• [Exercise]: Would you copy all lines in the data that contain the word "RolsaState"?

Saved data entries:
━━━

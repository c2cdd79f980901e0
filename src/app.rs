//! Bootstrap: build the handles from `Config` and hand them to the router.

use axum::Router;
use tracing::info;
use tracing_subscriber::{EnvFilter, layer::SubscriberExt, util::SubscriberInitExt};

use crate::config::Config;
use crate::credential::PasswordHasher;
use crate::db::Storage;
use crate::error::RolsaError;
use crate::router::{RolsaState, rolsa_router};

pub const RESET_CONFIRMATION: &str = "Database successfully created!";

/// `RUST_LOG` wins when set, otherwise the configured level.
pub fn init_tracing(loglevel: &str) {
    let env_filter =
        EnvFilter::try_from_default_env().unwrap_or_else(|_| EnvFilter::new(loglevel));
    tracing_subscriber::registry()
        .with(env_filter)
        .with(
            tracing_subscriber::fmt::layer()
                .with_level(true)
                .with_target(false),
        )
        .init();
}

/// Connect, make sure every table exists, and build the application state.
pub async fn build_state(cfg: &Config) -> Result<RolsaState, RolsaError> {
    let storage = Storage::connect(&cfg.basic.database_url).await?;
    storage.create_all().await?;
    let hasher = PasswordHasher::from_config(&cfg.hashing)?;
    Ok(RolsaState::new(storage, hasher))
}

/// Production factory: state plus the HTTP router.
pub async fn create_app(cfg: &Config) -> Result<Router, RolsaError> {
    let state = build_state(cfg).await?;
    Ok(rolsa_router(state))
}

/// Development factory: wipe the database and recreate the schema.
pub async fn reset_database(cfg: &Config) -> Result<Storage, RolsaError> {
    let storage = Storage::connect(&cfg.basic.database_url).await?;
    storage.drop_all().await?;
    storage.create_all().await?;
    info!(database_url = %cfg.basic.database_url, "schema recreated");
    Ok(storage)
}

━━━

• [Result below]:
use crate::router::{RolsaState, rolsa_router};
pub async fn build_state(cfg: &Config) -> Result<RolsaState, RolsaError> {
    Ok(RolsaState::new(storage, hasher))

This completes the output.